(ASSIGNED TASK)
Would you print the entire listing exactly, leaving nothing out?

(DATASET CONTENT)
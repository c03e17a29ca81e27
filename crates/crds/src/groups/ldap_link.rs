//! GroupLdapLink Custom Resource Definition
//!
//! LDAP group links have no update endpoint; drift is corrected by deleting
//! and re-creating the link. The common name is the external name.

use crate::id_or_path::IdOrPath;
use crate::managed::{ManagedStatus, ResourceSpec};
use kube::CustomResource;
use schemars::JsonSchema;
use serde::{Deserialize, Serialize};

fn default_provider() -> String {
    "ldapmain".to_string()
}

/// GroupLdapLinkSpec syncs members of an LDAP group into a GitLab group
#[derive(CustomResource, Debug, Clone, Serialize, Deserialize, JsonSchema)]
#[kube(
    group = "gitlab.microscaler.io",
    version = "v1alpha1",
    kind = "GroupLdapLink",
    namespaced,
    status = "GroupLdapLinkStatus"
)]
#[serde(rename_all = "camelCase")]
pub struct GroupLdapLinkSpec {
    pub for_provider: GroupLdapLinkParameters,

    #[serde(flatten)]
    pub resource_spec: ResourceSpec,
}

#[derive(Debug, Clone, Serialize, Deserialize, JsonSchema, PartialEq, Default)]
#[serde(rename_all = "camelCase")]
pub struct GroupLdapLinkParameters {
    #[serde(rename = "groupID", default, skip_serializing_if = "Option::is_none")]
    pub group_id: Option<IdOrPath>,

    /// LDAP group common name
    pub cn: String,

    /// Access level granted to synced members
    pub group_access: i64,

    /// LDAP provider ID
    #[serde(default = "default_provider")]
    pub provider: String,
}

#[derive(Debug, Clone, Serialize, Deserialize, JsonSchema, PartialEq, Default)]
#[serde(rename_all = "camelCase")]
pub struct GroupLdapLinkObservation {
    #[serde(default, skip_serializing_if = "Option::is_none")]
    pub cn: Option<String>,

    #[serde(default, skip_serializing_if = "Option::is_none")]
    pub group_access: Option<i64>,

    #[serde(default, skip_serializing_if = "Option::is_none")]
    pub provider: Option<String>,
}

pub type GroupLdapLinkStatus = ManagedStatus<GroupLdapLinkObservation>;

crate::managed_resource!(GroupLdapLink, GroupLdapLinkParameters, GroupLdapLinkObservation);

#[cfg(test)]
mod tests {
    use super::*;

    #[test]
    fn test_provider_defaults_to_ldapmain() {
        let params: GroupLdapLinkParameters = serde_json::from_value(serde_json::json!({
            "groupID": 1,
            "cn": "ldap-a",
            "groupAccess": 40
        }))
        .unwrap();
        assert_eq!(params.provider, "ldapmain");
    }
}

(ANSWER TO THIS EXERCISE)
repository c03e17a29ca81e27
filename crates/crds/src/groups/ldap_link.rs
//! GroupLdapLink Custom Resource Definition
//!
//! LDAP group links have no update endpoint; drift is corrected by deleting
//! and re-creating the link. The common name is the external name.

use crate::id_or_path::IdOrPath;
use crate::managed::{ManagedStatus, ResourceSpec};
use kube::CustomResource;
use schemars::JsonSchema;
use serde::{Deserialize, Serialize};

fn default_provider() -> String {
    "ldapmain".to_string()
}

/// GroupLdapLinkSpec syncs members of an LDAP group into a GitLab group
#[derive(CustomResource, Debug, Clone, Serialize, Deserialize, JsonSchema)]
#[kube(
    group = "gitlab.microscaler.io",
    version = "v1alpha1",
    kind = "GroupLdapLink",
    namespaced,
    status = "GroupLdapLinkStatus"
)]
#[serde(rename_all = "camelCase")]
pub struct GroupLdapLinkSpec {
    pub for_provider: GroupLdapLinkParameters,

    #[serde(flatten)]
    pub resource_spec: ResourceSpec,
}

#[derive(Debug, Clone, Serialize, Deserialize, JsonSchema, PartialEq, Default)]
#[serde(rename_all = "camelCase")]
pub struct GroupLdapLinkParameters {
    #[serde(rename = "groupID", default, skip_serializing_if = "Option::is_none")]
    pub group_id: Option<IdOrPath>,

    /// LDAP group common name
    pub cn: String,

    /// Access level granted to synced members
    pub group_access: i64,

    /// LDAP provider ID
    #[serde(default = "default_provider")]
    pub provider: String,
}

#[derive(Debug, Clone, Serialize, Deserialize, JsonSchema, PartialEq, Default)]
#[serde(rename_all = "camelCase")]
pub struct GroupLdapLinkObservation {
    #[serde(default, skip_serializing_if = "Option::is_none")]
    pub cn: Option<String>,

    #[serde(default, skip_serializing_if = "Option::is_none")]
    pub group_access: Option<i64>,

    #[serde(default, skip_serializing_if = "Option::is_none")]
    pub provider: Option<String>,
}

pub type GroupLdapLinkStatus = ManagedStatus<GroupLdapLinkObservation>;

crate::managed_resource!(GroupLdapLink, GroupLdapLinkParameters, GroupLdapLinkObservation);

#[cfg(test)]
mod tests {
    use super::*;

    #[test]
    fn test_provider_defaults_to_ldapmain() {
        let params: GroupLdapLinkParameters = serde_json::from_value(serde_json::json!({
            "groupID": 1,
            "cn": "ldap-a",
            "groupAccess": 40
        }))
        .unwrap();
        assert_eq!(params.provider, "ldapmain");
    }
}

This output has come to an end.